Your answer must be every line of the data below that holds the string "cooperative", copied exactly.

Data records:
+ + + + +
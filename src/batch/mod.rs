//! Folder-wide lyrics runs: sequential processing, skip policy, progress
//! events and cooperative cancellation.

pub mod controller;
pub mod events;
pub mod runner;

pub use controller::{BatchController, BatchRun};
pub use events::{BatchEvent, BatchSummary, EventSink, RunOutcome, TracingSink};
pub use runner::{BatchHandle, BatchRunner};
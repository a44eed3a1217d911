use super::controller::{BatchController, BatchRun};
use super::events::{BatchEvent, RunOutcome};
use crate::errors::{LyricsFinderError, Result};
use std::sync::atomic::{AtomicBool, Ordering};
use std::sync::Arc;
use tokio::sync::mpsc::{self, UnboundedReceiver};
use tokio::task::JoinHandle;
use tokio_util::sync::CancellationToken;

/// Starts batch runs on a dedicated task, at most one at a time
#[derive(Default)]
pub struct BatchRunner {
    active: Arc<AtomicBool>,
}

/// Clears the runner's active flag when the run's task ends, however it ends
struct ActiveGuard(Arc<AtomicBool>);

impl Drop for ActiveGuard {
    fn drop(&mut self) {
        self.0.store(false, Ordering::SeqCst);
    }
}

impl BatchRunner {
    pub fn new() -> Self {
        Self::default()
    }

    pub fn is_running(&self) -> bool {
        self.active.load(Ordering::SeqCst)
    }

    /// Spawn `run` on its own task. A second start while one is active is
    /// rejected with `BatchAlreadyRunning`, not queued.
    pub fn start(&self, controller: Arc<BatchController>, run: BatchRun) -> Result<BatchHandle> {
        if self
            .active
            .compare_exchange(false, true, Ordering::SeqCst, Ordering::SeqCst)
            .is_err()
        {
            return Err(LyricsFinderError::BatchAlreadyRunning);
        }
        let guard = ActiveGuard(self.active.clone());

        let (sender, events) = mpsc::unbounded_channel();
        let cancel = CancellationToken::new();
        let task_cancel = cancel.clone();

        let join = tokio::spawn(async move {
            let _guard = guard;
            controller.run(&run, &task_cancel, &sender).await
        });

        Ok(BatchHandle {
            cancel,
            events,
            join,
        })
    }
}

/// Control and observation side of a running batch
pub struct BatchHandle {
    cancel: CancellationToken,
    events: UnboundedReceiver<BatchEvent>,
    join: JoinHandle<RunOutcome>,
}

impl BatchHandle {
    /// Request a cooperative stop; the current track still completes
    pub fn stop(&self) {
        self.cancel.cancel();
    }

    /// A token that stops this run when cancelled
    pub fn cancel_token(&self) -> CancellationToken {
        self.cancel.clone()
    }

    /// Next event in emission order; `None` once the run has ended and
    /// every event has been drained
    pub async fn next_event(&mut self) -> Option<BatchEvent> {
        self.events.recv().await
    }

    /// Wait for the run's task and return its terminal state
    pub async fn wait(self) -> Result<RunOutcome> {
        self.join
            .await
            .map_err(|e| LyricsFinderError::Unknown(format!("Batch task failed: {}", e)))
    }
}
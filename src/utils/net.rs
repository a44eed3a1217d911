use crate::config::HttpConfig;
use crate::errors::Result;
use crate::utils::logger::Logger;
use async_trait::async_trait;
use rand::seq::IndexedRandom;
use rand::Rng;
use reqwest::header::{HeaderMap, HeaderValue, ACCEPT, ACCEPT_LANGUAGE, AUTHORIZATION};
use reqwest::Client;
use std::time::Duration;

/// Browser identities a session may present; one is picked per session
const USER_AGENTS: &[&str] = &[
    "Mozilla/5.0 (Windows NT 10.0; Win64; x64) AppleWebKit/537.36 (KHTML, like Gecko) Chrome/124.0.0.0 Safari/537.36",
    "Mozilla/5.0 (Macintosh; Intel Mac OS X 10_15_7) AppleWebKit/605.1.15 (KHTML, like Gecko) Version/17.4 Safari/605.1.15",
    "Mozilla/5.0 (X11; Linux x86_64; rv:125.0) Gecko/20100101 Firefox/125.0",
    "Mozilla/5.0 (Windows NT 10.0; Win64; x64; rv:125.0) Gecko/20100101 Firefox/125.0",
    "Mozilla/5.0 (Macintosh; Intel Mac OS X 10_15_7) AppleWebKit/537.36 (KHTML, like Gecko) Chrome/123.0.0.0 Safari/537.36",
];

/// Status and body of a GET request
#[derive(Debug, Clone, PartialEq, Eq)]
pub struct HttpResponse {
    pub status: u16,
    pub body: String,
}

impl HttpResponse {
    pub fn is_ok(&self) -> bool {
        self.status == 200
    }
}

/// The HTTP capability the lyrics providers depend on
#[async_trait]
pub trait HttpFetch: Send + Sync {
    /// GET `url` and return status plus body
    async fn get(&self, url: &str) -> Result<HttpResponse>;

    /// GET `url` with a bearer credential
    async fn get_authorized(&self, url: &str, token: &str) -> Result<HttpResponse>;

    /// HEAD `url` and return the status code
    async fn head(&self, url: &str) -> Result<u16>;

    /// Wait out the pacing delay that precedes a search-engine request
    async fn pace(&self);
}

/// One reusable connection context per batch run.
///
/// The user agent is drawn once when the session is created so every request
/// of the run presents the same client fingerprint. Keep-alive comes from
/// sharing the single `reqwest::Client`.
pub struct HttpSession {
    client: Client,
    user_agent: &'static str,
    get_timeout: Duration,
    head_timeout: Duration,
    pacing: (Duration, Duration),
}

impl HttpSession {
    /// Create a new session with a randomly chosen identity
    pub fn new(config: &HttpConfig) -> Result<Self> {
        let user_agent = USER_AGENTS
            .choose(&mut rand::rng())
            .copied()
            .unwrap_or(USER_AGENTS[0]);

        let mut headers = HeaderMap::new();
        headers.insert(
            ACCEPT,
            HeaderValue::from_static("text/html,application/xhtml+xml,application/xml;q=0.9,*/*;q=0.8"),
        );
        headers.insert(ACCEPT_LANGUAGE, HeaderValue::from_static("en-US,en;q=0.9"));

        let client = Client::builder()
            .user_agent(user_agent)
            .default_headers(headers)
            .build()?;

        tracing::debug!("HTTP session created with user agent: {}", user_agent);

        Ok(Self {
            client,
            user_agent,
            get_timeout: config.get_timeout(),
            head_timeout: config.head_timeout(),
            pacing: config.search_delay_window(),
        })
    }

    /// The identity header presented by this session
    pub fn user_agent(&self) -> &str {
        self.user_agent
    }

    async fn read_response(response: reqwest::Response) -> Result<HttpResponse> {
        let status = response.status().as_u16();
        let body = response.text().await?;
        Ok(HttpResponse { status, body })
    }
}

#[async_trait]
impl HttpFetch for HttpSession {
    async fn get(&self, url: &str) -> Result<HttpResponse> {
        Logger::log_network_operation("GET", url);
        let response = self
            .client
            .get(url)
            .timeout(self.get_timeout)
            .send()
            .await?;
        Self::read_response(response).await
    }

    async fn get_authorized(&self, url: &str, token: &str) -> Result<HttpResponse> {
        Logger::log_network_operation("GET (authorized)", url);
        let response = self
            .client
            .get(url)
            .header(AUTHORIZATION, format!("Bearer {}", token))
            .header(ACCEPT, "application/json")
            .timeout(self.get_timeout)
            .send()
            .await?;
        Self::read_response(response).await
    }

    async fn head(&self, url: &str) -> Result<u16> {
        Logger::log_network_operation("HEAD", url);
        let response = self
            .client
            .head(url)
            .timeout(self.head_timeout)
            .send()
            .await?;
        Ok(response.status().as_u16())
    }

    async fn pace(&self) {
        let delay = random_delay(self.pacing);
        if !delay.is_zero() {
            tracing::debug!("Pacing search request by {} ms", delay.as_millis());
            tokio::time::sleep(delay).await;
        }
    }
}

/// Uniformly distributed delay within `[min, max]`
fn random_delay((min, max): (Duration, Duration)) -> Duration {
    let min_ms = min.as_millis() as u64;
    let max_ms = max.as_millis() as u64;
    if max_ms <= min_ms {
        return min;
    }
    Duration::from_millis(rand::rng().random_range(min_ms..=max_ms))
}

/// Extract domain from URL
pub fn extract_domain(url: &str) -> Option<String> {
    url::Url::parse(url)
        .ok()
        .and_then(|url| url.host_str().map(|s| s.to_lowercase()))
}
+ + + + +
▶ [Completed task]
//! events and cooperative cancellation.
    /// Request a cooperative stop; the current track still completes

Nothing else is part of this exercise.